▸ Provided information

---*---

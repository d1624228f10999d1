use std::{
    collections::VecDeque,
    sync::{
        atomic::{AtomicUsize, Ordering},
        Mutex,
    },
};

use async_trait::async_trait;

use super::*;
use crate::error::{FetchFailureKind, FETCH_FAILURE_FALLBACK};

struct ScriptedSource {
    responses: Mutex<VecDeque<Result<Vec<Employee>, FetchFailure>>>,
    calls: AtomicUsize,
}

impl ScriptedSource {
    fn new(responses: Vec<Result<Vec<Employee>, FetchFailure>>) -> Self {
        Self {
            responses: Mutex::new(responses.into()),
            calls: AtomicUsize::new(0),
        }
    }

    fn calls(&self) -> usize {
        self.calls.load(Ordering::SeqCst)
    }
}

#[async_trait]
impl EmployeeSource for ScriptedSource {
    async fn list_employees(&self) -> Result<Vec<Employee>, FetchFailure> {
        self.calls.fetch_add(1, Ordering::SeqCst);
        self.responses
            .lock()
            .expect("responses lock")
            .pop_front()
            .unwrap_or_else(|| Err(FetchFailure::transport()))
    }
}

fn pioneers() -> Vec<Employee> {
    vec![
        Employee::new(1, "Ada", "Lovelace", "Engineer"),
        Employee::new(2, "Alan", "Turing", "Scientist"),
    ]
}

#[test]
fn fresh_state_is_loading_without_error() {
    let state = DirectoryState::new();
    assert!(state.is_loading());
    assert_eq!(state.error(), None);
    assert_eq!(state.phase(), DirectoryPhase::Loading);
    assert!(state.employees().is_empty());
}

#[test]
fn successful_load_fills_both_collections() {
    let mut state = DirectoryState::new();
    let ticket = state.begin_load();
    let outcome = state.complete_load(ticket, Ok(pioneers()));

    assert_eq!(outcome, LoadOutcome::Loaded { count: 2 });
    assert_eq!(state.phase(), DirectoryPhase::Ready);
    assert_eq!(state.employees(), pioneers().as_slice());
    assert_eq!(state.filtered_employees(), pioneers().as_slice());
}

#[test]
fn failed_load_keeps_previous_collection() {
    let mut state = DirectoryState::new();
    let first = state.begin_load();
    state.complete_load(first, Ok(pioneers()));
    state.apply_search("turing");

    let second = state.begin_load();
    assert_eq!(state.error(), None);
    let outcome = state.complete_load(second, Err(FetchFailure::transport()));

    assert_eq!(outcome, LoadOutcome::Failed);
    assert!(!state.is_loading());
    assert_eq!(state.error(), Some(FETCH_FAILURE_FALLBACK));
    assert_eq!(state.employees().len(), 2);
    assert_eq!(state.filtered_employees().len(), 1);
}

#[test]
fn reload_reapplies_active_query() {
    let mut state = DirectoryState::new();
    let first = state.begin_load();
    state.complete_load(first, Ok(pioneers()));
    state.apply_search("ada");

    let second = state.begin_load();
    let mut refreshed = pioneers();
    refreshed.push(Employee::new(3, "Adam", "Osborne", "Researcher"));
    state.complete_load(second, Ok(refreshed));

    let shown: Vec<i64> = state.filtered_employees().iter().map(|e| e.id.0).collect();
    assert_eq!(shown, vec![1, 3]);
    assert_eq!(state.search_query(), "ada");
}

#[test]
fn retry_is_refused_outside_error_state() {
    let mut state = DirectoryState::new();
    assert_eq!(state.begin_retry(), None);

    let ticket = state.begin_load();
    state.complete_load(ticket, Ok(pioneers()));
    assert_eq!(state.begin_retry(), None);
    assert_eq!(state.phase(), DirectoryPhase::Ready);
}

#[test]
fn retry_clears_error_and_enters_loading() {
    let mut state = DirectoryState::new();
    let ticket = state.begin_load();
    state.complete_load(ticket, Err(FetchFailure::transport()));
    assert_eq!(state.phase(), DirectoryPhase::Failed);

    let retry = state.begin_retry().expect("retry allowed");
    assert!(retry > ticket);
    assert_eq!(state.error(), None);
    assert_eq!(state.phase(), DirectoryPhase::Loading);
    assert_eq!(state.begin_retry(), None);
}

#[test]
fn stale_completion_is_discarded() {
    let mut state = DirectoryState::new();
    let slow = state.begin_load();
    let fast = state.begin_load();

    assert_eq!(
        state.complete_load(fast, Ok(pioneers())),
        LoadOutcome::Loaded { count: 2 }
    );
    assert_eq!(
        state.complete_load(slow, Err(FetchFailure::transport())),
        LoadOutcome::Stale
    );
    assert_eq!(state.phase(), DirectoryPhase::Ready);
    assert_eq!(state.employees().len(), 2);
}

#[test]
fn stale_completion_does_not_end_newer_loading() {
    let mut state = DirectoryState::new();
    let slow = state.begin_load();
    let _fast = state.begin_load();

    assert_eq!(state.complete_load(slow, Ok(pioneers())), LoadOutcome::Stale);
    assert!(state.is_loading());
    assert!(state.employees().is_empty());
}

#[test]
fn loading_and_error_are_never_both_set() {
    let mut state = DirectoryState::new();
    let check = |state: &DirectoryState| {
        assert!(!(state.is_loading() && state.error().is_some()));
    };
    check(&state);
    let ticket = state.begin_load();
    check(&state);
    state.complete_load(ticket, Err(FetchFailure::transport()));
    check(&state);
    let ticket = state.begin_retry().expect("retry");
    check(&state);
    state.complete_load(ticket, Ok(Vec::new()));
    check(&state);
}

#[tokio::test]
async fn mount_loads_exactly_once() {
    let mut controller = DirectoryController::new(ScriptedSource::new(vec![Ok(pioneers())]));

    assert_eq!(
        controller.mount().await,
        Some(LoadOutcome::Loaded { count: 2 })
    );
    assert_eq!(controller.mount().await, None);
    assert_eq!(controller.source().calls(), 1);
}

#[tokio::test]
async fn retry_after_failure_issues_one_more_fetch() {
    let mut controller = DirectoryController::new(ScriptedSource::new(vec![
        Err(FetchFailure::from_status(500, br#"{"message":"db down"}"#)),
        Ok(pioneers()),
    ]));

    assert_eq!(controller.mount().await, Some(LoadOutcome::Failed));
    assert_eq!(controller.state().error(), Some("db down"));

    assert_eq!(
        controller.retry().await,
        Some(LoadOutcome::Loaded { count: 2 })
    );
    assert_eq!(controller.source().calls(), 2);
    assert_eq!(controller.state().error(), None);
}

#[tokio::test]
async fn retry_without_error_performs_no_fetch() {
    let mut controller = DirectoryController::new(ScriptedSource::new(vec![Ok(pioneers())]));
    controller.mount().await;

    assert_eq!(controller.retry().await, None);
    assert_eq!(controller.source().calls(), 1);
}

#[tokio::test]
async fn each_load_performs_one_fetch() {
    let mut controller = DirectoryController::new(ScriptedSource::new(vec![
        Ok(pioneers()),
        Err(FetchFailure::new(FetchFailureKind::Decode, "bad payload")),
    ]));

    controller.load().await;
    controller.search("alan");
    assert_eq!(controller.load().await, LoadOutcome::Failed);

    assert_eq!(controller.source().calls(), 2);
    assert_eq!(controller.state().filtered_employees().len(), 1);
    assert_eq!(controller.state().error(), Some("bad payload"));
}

---*---

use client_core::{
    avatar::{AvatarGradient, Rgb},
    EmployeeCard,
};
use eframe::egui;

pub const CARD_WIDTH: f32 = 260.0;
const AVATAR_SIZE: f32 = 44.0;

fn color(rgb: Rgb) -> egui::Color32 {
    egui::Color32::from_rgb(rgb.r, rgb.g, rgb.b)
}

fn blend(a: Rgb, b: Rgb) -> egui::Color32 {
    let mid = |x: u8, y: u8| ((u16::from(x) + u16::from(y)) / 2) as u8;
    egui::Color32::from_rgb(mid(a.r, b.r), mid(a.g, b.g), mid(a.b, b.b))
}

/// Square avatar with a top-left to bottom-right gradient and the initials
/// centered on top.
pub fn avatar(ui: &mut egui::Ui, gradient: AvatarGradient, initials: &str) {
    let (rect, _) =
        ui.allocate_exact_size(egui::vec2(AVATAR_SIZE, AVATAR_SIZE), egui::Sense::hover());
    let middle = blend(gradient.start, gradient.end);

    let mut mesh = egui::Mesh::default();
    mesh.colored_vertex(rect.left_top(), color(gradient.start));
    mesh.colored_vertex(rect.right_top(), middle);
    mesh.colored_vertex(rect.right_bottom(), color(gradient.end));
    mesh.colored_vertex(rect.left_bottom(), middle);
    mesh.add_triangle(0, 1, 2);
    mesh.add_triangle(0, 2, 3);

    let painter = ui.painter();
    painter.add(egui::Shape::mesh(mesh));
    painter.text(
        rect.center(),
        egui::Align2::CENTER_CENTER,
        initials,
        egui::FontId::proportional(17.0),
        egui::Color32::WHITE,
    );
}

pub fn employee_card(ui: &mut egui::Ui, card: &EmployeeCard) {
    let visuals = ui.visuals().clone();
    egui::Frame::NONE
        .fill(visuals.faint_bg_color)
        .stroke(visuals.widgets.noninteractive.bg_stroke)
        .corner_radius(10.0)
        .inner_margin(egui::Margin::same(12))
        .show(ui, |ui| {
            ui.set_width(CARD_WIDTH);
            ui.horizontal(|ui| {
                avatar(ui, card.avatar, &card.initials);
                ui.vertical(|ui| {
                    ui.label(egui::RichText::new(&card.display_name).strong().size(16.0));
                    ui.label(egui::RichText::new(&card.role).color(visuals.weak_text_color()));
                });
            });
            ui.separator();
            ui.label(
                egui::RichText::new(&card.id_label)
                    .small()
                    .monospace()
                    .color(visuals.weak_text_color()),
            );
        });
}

---*---

▸ Goal of the exercise
Taking the entries above, write out exactly each line from the one holding "repository d1624228f10999d1" to the one holding "fn calls(&self) ->", both included, and stop there.

▸ Solved problem
repository d1624228f10999d1
use std::{
    collections::VecDeque,
    sync::{
        atomic::{AtomicUsize, Ordering},
        Mutex,
    },
};

use async_trait::async_trait;

use super::*;
use crate::error::{FetchFailureKind, FETCH_FAILURE_FALLBACK};

struct ScriptedSource {
    responses: Mutex<VecDeque<Result<Vec<Employee>, FetchFailure>>>,
    calls: AtomicUsize,
}

impl ScriptedSource {
    fn new(responses: Vec<Result<Vec<Employee>, FetchFailure>>) -> Self {
        Self {
            responses: Mutex::new(responses.into()),
            calls: AtomicUsize::new(0),
        }
    }

    fn calls(&self) -> usize {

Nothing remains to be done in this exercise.